Breakthrough in Germany

A fourth Merkel cabinet has been a bit closer since today.

For the time being, the warring center parties are simply saying that they agree on disagreeing with each other. The Bavarian CSU, who repeatedly invited the Hungarian fences builder Victor Orban with all respect, actually does not want to bring families of asylum seekers to Germany.

The Social Democrats want families from a humanitarian point of view and, above all, because of perceived advantages when integrating young refugees. However, it was announced today that two Syrian asylum seekers may even have their second wives come to the North German Pinneberg.

Now the Christian fractions of CDU, CSU with the SPD, postpone this bottleneck until the summer, and then there is probably already a new cabinet. The breakthrough in Germany was urgently needed, because the new law on family reunification was already dealt with by the Bundestag on Thursday.

For the fourth term of chancellor Merkel this heavy bear is now out of the way. But there are still two major problems. On the one hand, the dichotomy in medical care, in which many patients are discriminated against. On the other hand, the short-term work contracts that detest millions of employees. The SPD wants to get rid of this and the CDU would like to help here.

However, there is still a member consultation with the former workers' party, in which noisy critics would prefer the opposition. 'The September elections showed that this government is not wanted.

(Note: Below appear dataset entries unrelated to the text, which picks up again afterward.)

//! Task prompts sent to the inference backend.
//!
//! Every prompt ends with the same output contract: a single JSON object
//! wrapped in [`SENTINEL`] markers, which is what [`crate::parser`] expects.

use crate::analysis::{AnalysisKind, SENTINEL, UNSAFE_SHORTCUT};

/// Upper bound on the post body forwarded to the model, in characters.
pub const MAX_BODY_CHARS: usize = 8_000;

const SUMMARY_TASK: &str = "You are an analyst monitoring competitor content on social platforms. \
Read the post below (text, link and any attached images) and describe what it is about \
in exactly one sentence.";

const CLASSIFICATION_TASK: &str = "You are an analyst monitoring competitor content on social platforms. \
Read the post below (text, link and any attached images) and classify it.\n\
- content_type: a short lowercase label such as review, tutorial, unboxing, advertisement, vlog or news.\n\
- related_entities: every brand, product or account the post refers to (may be empty).\n\
- summary: what the post is about, in exactly one sentence.";

const SENSITIVITY_TASK: &str = "You are a content safety reviewer. Decide whether the post below \
(text and any attached images) is safe to show on an internal marketing dashboard. \
Content is unsafe if it contains nudity, graphic violence, hate speech or illegal activity.";

fn output_contract(fields: &str) -> String {
    format!(
        "Respond with a single JSON object with the fields {fields}. \
         Put the JSON between two {SENTINEL} markers, for example:\n\
         {SENTINEL}\n{{ ... }}\n{SENTINEL}\n\
         Do not write anything else between the markers."
    )
}

/// Truncate `body` to [`MAX_BODY_CHARS`] characters on a char boundary.
fn clip(body: &str) -> &str {
    match body.char_indices().nth(MAX_BODY_CHARS) {
        Some((idx, _)) => &body[..idx],
        None => body,
    }
}

fn render_post(link: &str, body: Option<&str>) -> String {
    let body = body.map(str::trim).filter(|b| !b.is_empty());
    match body {
        Some(body) => format!("Link: {link}\nText:\n{}", clip(body)),
        None => format!("Link: {link}\nText: (none)"),
    }
}

/// Build the analysis prompt for one content item.
pub fn build_analysis_prompt(kind: AnalysisKind, link: &str, body: Option<&str>) -> String {
    let (task, fields) = match kind {
        AnalysisKind::Summary => (SUMMARY_TASK, "\"summary\""),
        AnalysisKind::Classification => (
            CLASSIFICATION_TASK,
            "\"content_type\" (string), \"related_entities\" (array of strings) and \"summary\" (string)",
        ),
    };
    format!(
        "{task}\n\n{}\n\n{}",
        render_post(link, body),
        output_contract(fields)
    )
}

/// Build the sensitivity-check prompt for free text.
pub fn build_sensitivity_prompt(text: &str) -> String {
    format!(
        "{SENSITIVITY_TASK}\n\nText:\n{}\n\n{}\n\
         If you refuse to review the content, reply with only the word {UNSAFE_SHORTCUT}.",
        clip(text.trim()),
        output_contract(
            "\"safe\" (boolean) and \"description\" (string, the reason when unsafe, otherwise empty)"
        ),
    )
}

#[cfg(test)]
mod tests {
    use super::*;

    #[test]
    fn analysis_prompt_contains_post_and_contract() {
        let prompt = build_analysis_prompt(
            AnalysisKind::Summary,
            "https://example.com/p/1",
            Some("New spring collection"),
        );
        assert!(prompt.contains("Link: https://example.com/p/1"));
        assert!(prompt.contains("New spring collection"));
        assert!(prompt.contains(SENTINEL));
        assert!(prompt.contains("\"summary\""));
        assert!(!prompt.contains("related_entities"));
    }

    #[test]
    fn classification_prompt_lists_all_fields() {
        let prompt = build_analysis_prompt(AnalysisKind::Classification, "https://x", None);
        assert!(prompt.contains("content_type"));
        assert!(prompt.contains("related_entities"));
        assert!(prompt.contains("Text: (none)"));
    }

    #[test]
    fn long_bodies_are_clipped_on_char_boundary() {
        let body = "é".repeat(MAX_BODY_CHARS + 10);
        let prompt = build_analysis_prompt(AnalysisKind::Summary, "https://x", Some(&body));
        assert_eq!(prompt.matches('é').count(), MAX_BODY_CHARS);
    }

    #[test]
    fn sensitivity_prompt_mentions_refusal_shortcut() {
        let prompt = build_sensitivity_prompt("hello");
        assert!(prompt.contains(UNSAFE_SHORTCUT));
        assert!(prompt.contains("\"safe\""));
    }
}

And we do not want the nationalist AfD to be the biggest opposition party, 'said SPD rebel Kevin Kühnert today.

This 28-year-old president of the youth movement calls on his party not to vote for Merkel with the big coalition. At the SPD party congress in Bonn, he received the most applause last week. And about seven thousand new partygoers have become members of the Social Democrats these days, possibly to prevent a new cabinet.

But the party leadership puts a stop to this. Persons who become members from the beginning of February are not allowed to participate, according to Secretary General Lars Klingbeil.